House Democratic Leaders Blast to Repeal Health Care Expansion Plan, Massively Cut Spending for Substance Misuse Treatment

House Democratic Leaders Blast Plan to Repeal Health Care Expansion Plan, 

Massively Cut Funding for Substance Misuse Treatment

CONCORD, NH – During Sunday’s House Finance Committee Division III Meeting, House Republicans voted to repeal New Hampshire’s bipartisan health care expansion plan, taking away health coverage from up to 55,000 Granite Staters at the end of 2016.

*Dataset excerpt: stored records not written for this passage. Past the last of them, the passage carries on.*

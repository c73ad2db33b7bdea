//! Species attributes derived from slugs, base species and overrides.

use std::fmt;

use bitflags::bitflags;
use phf::phf_map;
use serde::{Deserialize, Serialize};
use showdown_data::{GenerationData, Move, Species};
use tracing::warn;

use crate::extra_data::{CosmeticFormeExtra, SpeciesOverrides};
use crate::slug::{base_species, SlugResolver};

/// Sort index of Gigantamax formes, which are missing from `formeOrder`.
pub const GMAX_FORME_INDEX: usize = 1000;

#[derive(Debug, Clone, Copy, PartialEq, Eq, Hash, Serialize, Deserialize)]
pub enum Region {
    Alola,
    Galar,
    Hisui,
    Paldea,
}

impl Region {
    pub fn adjective(self) -> &'static str {
        match self {
            Region::Alola => "Alolan",
            Region::Galar => "Galarian",
            Region::Hisui => "Hisuian",
            Region::Paldea => "Paldean",
        }
    }
}

impl fmt::Display for Region {
    fn fmt(&self, f: &mut fmt::Formatter<'_>) -> fmt::Result {
        let name = match self {
            Region::Alola => "Alola",
            Region::Galar => "Galar",
            Region::Hisui => "Hisui",
            Region::Paldea => "Paldea",
        };
        f.write_str(name)
    }
}

static REGION_FORMES: phf::Map<&'static str, Region> = phf_map! {
    "Alola" => Region::Alola,
    "Alola-Totem" => Region::Alola,
    "Galar" => Region::Galar,
    "Galar-Zen" => Region::Galar,
    "Hisui" => Region::Hisui,
    "Paldea" => Region::Paldea,
};

bitflags! {
    /// Battle-state and special forme markers of a species.
    #[derive(Clone, Copy, Debug, Default, PartialEq, Eq)]
    pub struct FormeFlags: u8 {
        const MEGA        = 1 << 0;
        const PRIMAL      = 1 << 1;
        const GMAX        = 1 << 2;
        const BATTLE_ONLY = 1 << 3;
        const TOTEM       = 1 << 4;
    }
}

impl FormeFlags {
    pub fn of(species: &Species, gen: u8) -> Self {
        let mut flags = FormeFlags::empty();
        flags.set(FormeFlags::MEGA, species.is_mega);
        flags.set(FormeFlags::PRIMAL, species.is_primal);
        flags.set(
            FormeFlags::GMAX,
            gen == 8 && species.is_nonstandard.as_deref() == Some("Gigantamax"),
        );
        // Gigantamax formes count as battle-only even though Showdown
        // doesn't mark them
        flags.set(
            FormeFlags::BATTLE_ONLY,
            species.is_battle_only() || flags.contains(FormeFlags::GMAX),
        );
        // marowak-alola-totem, mimikyu-busted-totem, ...
        flags.set(FormeFlags::TOTEM, species.forme.ends_with("Totem"));
        flags
    }
}

// ============================================================================
// Pure derivations
// ============================================================================

pub fn region(species: &Species, slug: &str, overrides: &SpeciesOverrides) -> Option<Region> {
    if let Some(region) = overrides.get(slug).and_then(|o| o.region) {
        return region;
    }
    REGION_FORMES.get(species.forme.as_str()).copied()
}

/// Display name. Prefixes are applied in a fixed order: region adjective,
/// mega forme, primal forme, then "Gigantamax".
pub fn display_name(
    species: &Species,
    base: Option<&Species>,
    slug: &str,
    flags: FormeFlags,
    region: Option<Region>,
    overrides: &SpeciesOverrides,
) -> String {
    if let Some(name) = overrides.get(slug).and_then(|o| o.name.as_ref()) {
        return name.clone();
    }
    let Some(base) = base else {
        return species.name.clone();
    };

    let prefixes = [
        region.is_some(),
        flags.contains(FormeFlags::MEGA),
        flags.contains(FormeFlags::PRIMAL),
        flags.contains(FormeFlags::GMAX),
    ];
    if prefixes.iter().filter(|&&applies| applies).count() > 1 {
        warn!(slug, "several name prefixes apply, verify the display name");
    }

    let mut name = base.name.clone();
    if let Some(region) = region {
        name = format!("{} {}", region.adjective(), name);
    }
    if flags.contains(FormeFlags::MEGA) {
        name = format!("{} {}", species.forme, name);
    }
    if flags.contains(FormeFlags::PRIMAL) {
        name = format!("{} {}", species.forme, name);
    }
    if flags.contains(FormeFlags::GMAX) {
        name = format!("Gigantamax {}", name);
    }
    name
}

/// Sub-name shown under the display name, e.g. "Blade" for Aegislash-Blade.
pub fn sub_name(
    species: &Species,
    slug: &str,
    flags: FormeFlags,
    region: Option<Region>,
    overrides: &SpeciesOverrides,
) -> Option<String> {
    let entry = overrides.get(slug);
    if let Some(sub_name) = entry.and_then(|o| o.sub_name.as_ref()) {
        return Some(sub_name.clone());
    }
    if entry.is_some_and(|o| o.hide_sub_name) {
        return None;
    }

    let in_name = FormeFlags::MEGA | FormeFlags::PRIMAL | FormeFlags::GMAX;
    if species.forme.is_empty() || region.is_some() || flags.intersects(in_name) {
        return None;
    }
    Some(species.forme.clone())
}

pub fn cosmetic_sub_name(species: &Species, slug: &str, overrides: &SpeciesOverrides) -> Option<String> {
    if let Some(name) = overrides.get(slug).and_then(|o| o.cosmetic_sub_name.as_ref()) {
        return Some(name.clone());
    }
    if species.cosmetic_formes.is_empty() || species.base_forme.is_empty() {
        return None;
    }
    Some(species.base_forme.clone())
}

/// Sort position among the formes of the same base species.
pub fn forme_index(species: &Species, base: Option<&Species>, flags: FormeFlags) -> usize {
    let Some(base) = base.filter(|b| !b.forme_order.is_empty()) else {
        return 0;
    };
    if flags.contains(FormeFlags::GMAX) {
        return GMAX_FORME_INDEX;
    }
    base.forme_order
        .iter()
        .position(|name| *name == species.name)
        .unwrap_or(base.forme_order.len())
}

/// Legendary / mythical flags, inherited from the base species slug.
pub fn classification(
    slug: &str,
    base_slug: Option<&str>,
    overrides: &SpeciesOverrides,
) -> (bool, bool) {
    let lookup = |pick: fn(&crate::extra_data::SpeciesOverride) -> bool| {
        overrides.get(slug).is_some_and(pick)
            || base_slug.is_some_and(|base| overrides.get(base).is_some_and(pick))
    };
    (lookup(|o| o.is_legendary), lookup(|o| o.is_mythical))
}

#[derive(Debug, Clone, PartialEq, Eq, Serialize)]
#[serde(rename_all = "camelCase")]
pub struct CosmeticForme {
    pub slug: String,
    #[serde(skip_serializing_if = "Option::is_none")]
    pub sub_name: Option<String>,
}

// ============================================================================
// Deriver
// ============================================================================

/// Everything the pokemon export needs beyond the raw species record.
#[derive(Debug, Clone, PartialEq)]
pub struct SpeciesAttributes {
    pub slug: String,
    pub base_slug: Option<String>,
    pub flags: FormeFlags,
    pub region: Option<Region>,
    pub name: String,
    pub sub_name: Option<String>,
    pub cosmetic_sub_name: Option<String>,
    pub cosmetic_formes: Vec<CosmeticForme>,
    pub formes: Option<Vec<String>>,
    pub forme_index: usize,
    pub can_gmax: bool,
    pub is_legendary: bool,
    pub is_mythical: bool,
    pub gmax_move: Option<String>,
}

pub struct SpeciesAttributeDeriver<'a> {
    gen: &'a dyn GenerationData,
    resolver: SlugResolver<'a>,
    overrides: &'a SpeciesOverrides,
    cosmetic_formes: &'a std::collections::HashMap<String, CosmeticFormeExtra>,
}

impl<'a> SpeciesAttributeDeriver<'a> {
    pub fn new(
        gen: &'a dyn GenerationData,
        overrides: &'a SpeciesOverrides,
        cosmetic_formes: &'a std::collections::HashMap<String, CosmeticFormeExtra>,
    ) -> Self {
        SpeciesAttributeDeriver {
            gen,
            resolver: SlugResolver::new(overrides),
            overrides,
            cosmetic_formes,
        }
    }

    pub fn derive(&self, species: &Species) -> SpeciesAttributes {
        let gen = self.gen.num();
        let base = base_species(self.gen, species);
        let slug = self.resolver.resolve(species, base);
        let base_slug = base.map(|b| self.resolver.resolve(b, None));
        let flags = FormeFlags::of(species, gen);
        let can_gmax = gen == 8 && species.can_gigantamax.is_some();
        let region = region(species, &slug, self.overrides);
        let (is_legendary, is_mythical) =
            classification(&slug, base_slug.as_deref(), self.overrides);

        SpeciesAttributes {
            name: display_name(species, base, &slug, flags, region, self.overrides),
            sub_name: sub_name(species, &slug, flags, region, self.overrides),
            cosmetic_sub_name: cosmetic_sub_name(species, &slug, self.overrides),
            cosmetic_formes: self.cosmetic_formes(species),
            formes: self.formes(species, base, &slug, can_gmax),
            forme_index: forme_index(species, base, flags),
            gmax_move: (gen == 8).then(|| self.gmax_move(species, base)).flatten(),
            slug,
            base_slug,
            flags,
            region,
            can_gmax,
            is_legendary,
            is_mythical,
        }
    }

    /// Slugs of the formes with their own entry, Gigantamax appended.
    fn formes(
        &self,
        species: &Species,
        base: Option<&Species>,
        slug: &str,
        can_gmax: bool,
    ) -> Option<Vec<String>> {
        if let Some(formes) = self
            .overrides
            .get(slug)
            .and_then(|o| o.formes.as_ref())
            .filter(|f| !f.is_empty())
        {
            // toxtricity and urshifu have two gmax formes
            return Some(formes.clone());
        }

        let mut formes = self
            .resolver
            .resolve_names(self.gen, &species.other_formes)
            .unwrap_or_default();
        if can_gmax && base.is_none() {
            formes.push(format!("{}-gmax", slug));
        }
        (!formes.is_empty()).then_some(formes)
    }

    fn cosmetic_formes(&self, species: &Species) -> Vec<CosmeticForme> {
        let mut formes: Vec<(usize, CosmeticForme)> = species
            .cosmetic_formes
            .iter()
            .filter_map(|name| {
                let slug = self.resolver.resolve_name(self.gen, name)?;
                let position = species
                    .forme_order
                    .iter()
                    .position(|n| n == name)
                    .unwrap_or(usize::MAX);
                let sub_name = self
                    .cosmetic_formes
                    .get(&slug)
                    .and_then(|c| c.sub_name.clone())
                    .filter(|s| !s.is_empty());
                Some((position, CosmeticForme { slug, sub_name }))
            })
            .collect();
        formes.sort_by_key(|(position, _)| *position);
        formes.into_iter().map(|(_, forme)| forme).collect()
    }

    /// The G-Max move of a species, taken from the base species for the
    /// Gigantamax forme itself.
    fn gmax_move(&self, species: &Species, base: Option<&Species>) -> Option<String> {
        let move_id = |s: &Species| {
            s.can_gigantamax
                .as_deref()
                .and_then(|name| self.gen.get_move(name))
                .map(|m| m.id.clone())
        };
        move_id(species).or_else(|| base.and_then(move_id))
    }

    /// Species slug a signature max move is tied to via its `isMax` field.
    pub fn max_move_owner(&self, mv: &Move) -> Option<String> {
        self.resolver.resolve_name(self.gen, mv.gmax_species()?)
    }
}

House Republicans also voted to massively cut funding for substance abuse treatment, including eliminating the Governor’s plan to extend the full substance use disorder benefit to traditional Medicaid, which would have helped provide substance abuse coverage to thousands of Granite Staters for the first time.
Earlier, House Republicans also announced their plan to cut funding for the state’s substance abuse coordinator, who is responsible for working across state agencies and with other stakeholders to help address the state’s substance abuse challenges.

“A new study from the NH Hospital Association makes clear that expansion is working, with fewer hospital admissions and with emergency room visits down as people are able to access care sooner,” said  Representative Cindy Rosenwald, House Deputy Democratic Leader and a member of the House Finance Committee. “House Republicans have a lot of explaining to do to the people of New Hampshire about why they want to repeal our bipartisan health care expansion plan that is already helping nearly 40,000 Granite Staters. Republicans will also have to answer to the business community, including the Business and Industry Association, which has called on us to continue our expansion plan because it makes our workforce healthier, reduces cost-shifting onto business and families, and strengthens our economy.”

“It’s unthinkable that House Republicans would vote to slash funding for substance misuse treatment while our state faces an opioid crisis,” saidHouse Democratic Leader Stephen Shurtleff. “These devastating cuts to substance misuse services would cause harm to individuals across the state, make communities less safe, and take a major toll on our economy.”